Tyndall Glacier (Alaska)
Tyndall Glacier | ||
---|---|---|
Tyndall Glacier in 2015 |
||
location | Alaska ( USA ) | |
Mountains | Elias chain | |
Type | Valley glacier | |
length | 22 km | |
Exposure | South southwest | |
Altitude range | 2400 m - 0 m | |
width | ⌀ 1.6 km | |
Coordinates | 60 ° 13 ′ N , 141 ° 7 ′ W | |
|
||
drainage | Taan Fjord → Icy Bay ( Pacific Ocean ) | |
particularities | Tidal glaciers |
The Tyndall Glacier is a 22 km long glacier in the US state of Alaska . It is located in the Wrangell St. Elias National Park about 110 km northwest of the settlement of Yakutat .
geography
The Tyndall Glacier has its nutrient area on the southwest flank of Mount Saint Elias at an altitude of 2400 m . From there, the glacier, which is 1.6 km wide on average, flows south-south-west to the Taan Fjord , which opens up to Icy Bay .
Naming
The glacier was named after John Tyndall (1820-1893), a British physicist, natural philosopher and glaciologist.
Glacier retreat
In 1961, the Tyndall Glacier filled the Taan Fjord. The rapidly advancing warming of the following decades led the glacier to retreat by 17 km, its ice became 400 m thinner (→ glacier retreat since 1850 ). In 1991, glacier retreat came to a temporary halt at a shallow narrowing of the rock at the upper end of the fjord.

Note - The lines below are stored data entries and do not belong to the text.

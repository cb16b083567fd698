//! Per-data-type field builders.
//!
//! [`builder_for`] is the only place that maps a [`DataType`] to an input
//! shape. The match is exhaustive, so a new data type must be given a builder
//! (or explicitly declared unmapped) before the crate compiles.

use udf_model::{BehaviorHint, DataType, FieldDescriptor, ScalarValue};

use crate::config::{DefaultValue, FieldBinding, FieldConfig, InputKind, Validator};

/// Builds a field config from a descriptor and a label prefix.
pub type FieldBuilder = fn(&FieldDescriptor, &str) -> FieldConfig;

pub const PERCENT_SUFFIX: &str = "%";

/// Builder for a data type, `None` when the type has no input representation.
pub fn builder_for(data_type: DataType) -> Option<FieldBuilder> {
    match data_type {
        DataType::String => Some(build_string as FieldBuilder),
        DataType::Numeric | DataType::Integer => Some(build_numeric as FieldBuilder),
        DataType::Date => Some(build_date as FieldBuilder),
        DataType::Boolean => Some(build_boolean as FieldBuilder),
        DataType::Binary | DataType::Unknown => None,
    }
}

fn base_config(descriptor: &FieldDescriptor, label_prefix: &str, input: InputKind) -> FieldConfig {
    let mut config = FieldConfig {
        field_name: descriptor.field_name.clone(),
        data_type: descriptor.data_type,
        input,
        label: format!("{label_prefix}{}", descriptor.field_name),
        required: descriptor.required,
        min: descriptor.min,
        max: descriptor.max,
        default_value: None,
        prefix: None,
        suffix: None,
        options_source: None,
        options: Vec::new(),
        validators: Vec::new(),
        error_rules: Vec::new(),
        binding: FieldBinding::new(descriptor.field_name.clone()),
        special_type: descriptor.special_type,
    };
    if descriptor.required {
        config.push_validator(Validator::Required);
    }
    config
}

/// Plain text, password, email or option list, chosen by hint.
fn build_string(descriptor: &FieldDescriptor, label_prefix: &str) -> FieldConfig {
    let input = if descriptor.has_hint(BehaviorHint::Options) {
        InputKind::Select
    } else if descriptor.has_hint(BehaviorHint::Password) {
        InputKind::Password
    } else if descriptor.has_hint(BehaviorHint::Email) {
        InputKind::Email
    } else {
        InputKind::Text
    };
    let mut config = base_config(descriptor, label_prefix, input);

    match input {
        InputKind::Select => {
            config.options_source = descriptor.enum_type.clone();
        }
        InputKind::Email => config.push_validator(Validator::Email),
        _ => {}
    }
    // Option lists are bounded by their options, not by length.
    if input != InputKind::Select {
        if let Some(min) = length_bound(descriptor.min) {
            config.push_validator(Validator::MinLength(min));
        }
        if let Some(max) = length_bound(descriptor.max) {
            config.push_validator(Validator::MaxLength(max));
        }
    }
    config
}

/// Number input with min/max bounds and an optional `%` suffix.
fn build_numeric(descriptor: &FieldDescriptor, label_prefix: &str) -> FieldConfig {
    let mut config = base_config(descriptor, label_prefix, InputKind::Number);
    if let Some(min) = descriptor.min {
        config.push_validator(Validator::Min(min));
    }
    if let Some(max) = descriptor.max {
        config.push_validator(Validator::Max(max));
    }
    if descriptor.data_type == DataType::Integer {
        config.push_validator(Validator::Integer);
    }
    if descriptor.has_hint(BehaviorHint::Percentage) {
        config.suffix = Some(PERCENT_SUFFIX.to_string());
    }
    config
}

/// Date input defaulting to today; future-only dates get a minimum of today.
fn build_date(descriptor: &FieldDescriptor, label_prefix: &str) -> FieldConfig {
    let mut config = base_config(descriptor, label_prefix, InputKind::Date);
    config.default_value = Some(DefaultValue::Today);
    if descriptor.has_hint(BehaviorHint::DateFuture) {
        config.push_validator(Validator::NotInPast);
    }
    config
}

fn build_boolean(descriptor: &FieldDescriptor, label_prefix: &str) -> FieldConfig {
    let mut config = base_config(descriptor, label_prefix, InputKind::Checkbox);
    config.default_value = Some(DefaultValue::Value(ScalarValue::Bool(false)));
    config
}

fn length_bound(bound: Option<f64>) -> Option<usize> {
    bound
        .filter(|value| value.is_finite() && *value >= 0.0)
        .map(|value| value.round() as usize)
}

#[cfg(test)]
mod tests {
    use super::*;

    #[test]
    fn binary_and_unknown_are_unmapped() {
        assert!(builder_for(DataType::Binary).is_none());
        assert!(builder_for(DataType::Unknown).is_none());
        assert!(builder_for(DataType::Boolean).is_some());
    }

    #[test]
    fn string_bounds_become_length_validators() {
        let descriptor =
            FieldDescriptor::new("code", DataType::String).with_bounds(Some(2.0), Some(8.0));
        let config = build_string(&descriptor, "udf.");
        assert_eq!(config.input, InputKind::Text);
        assert_eq!(
            config.validators,
            vec![Validator::MinLength(2), Validator::MaxLength(8)]
        );
        assert_eq!(config.label, "udf.code");
    }

    #[test]
    fn options_hint_wins_over_other_string_hints() {
        let descriptor = FieldDescriptor::new("region", DataType::String)
            .with_hint(BehaviorHint::Email)
            .with_hint(BehaviorHint::Options)
            .with_enum_type("Region");
        let config = build_string(&descriptor, "");
        assert_eq!(config.input, InputKind::Select);
        assert_eq!(config.options_source.as_deref(), Some("Region"));
        assert!(config.validators.is_empty());
    }

    #[test]
    fn future_date_has_matching_error_rule() {
        let descriptor =
            FieldDescriptor::new("due", DataType::Date).with_hint(BehaviorHint::DateFuture);
        let config = build_date(&descriptor, "");
        assert_eq!(config.default_value, Some(DefaultValue::Today));
        assert!(config.has_validator("dateNotInPast"));
        assert_eq!(
            config.error_rule("dateNotInPast").map(|r| r.message_key.as_str()),
            Some("validation.dateNotInPast")
        );
    }
}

Glacier ice and permafrost stabilize mountain slopes. The retreat of the glacier leads, on the one hand, to a destabilization of the slopes and makes it more likely that large masses of rock will slide, on the other hand, larger bodies of water form at the end of the glacier. This is especially true for glacial coasts like Alaska. On October 17, 2015, a massive landslide occurred at the end of the Tyndall Glacier (→ landslide in Icy Bay ). About 180 million tons of material went into the fjord at a speed of up to 162 km / h. The rock masses moved several kilometers along the fjord. The landslide triggered a megatsunami , which reached a run-up height of approx. 193 m on the opposite side of the valley. At the mouth of the 17 km long fjord the water wave was still 15 m high.
Web links
Individual evidence
- ^ Tyndall Glacier in the United States Geological Survey's Geographic Names Information System
- ↑ Bretwood Higman et al. a .: The 2015 landslide and tsunami in Taan Fiord, Alaska . In: Scientific Reports . No. 12993 , September 6, 2018, doi : 10.1038 / s41598-018-30475-w .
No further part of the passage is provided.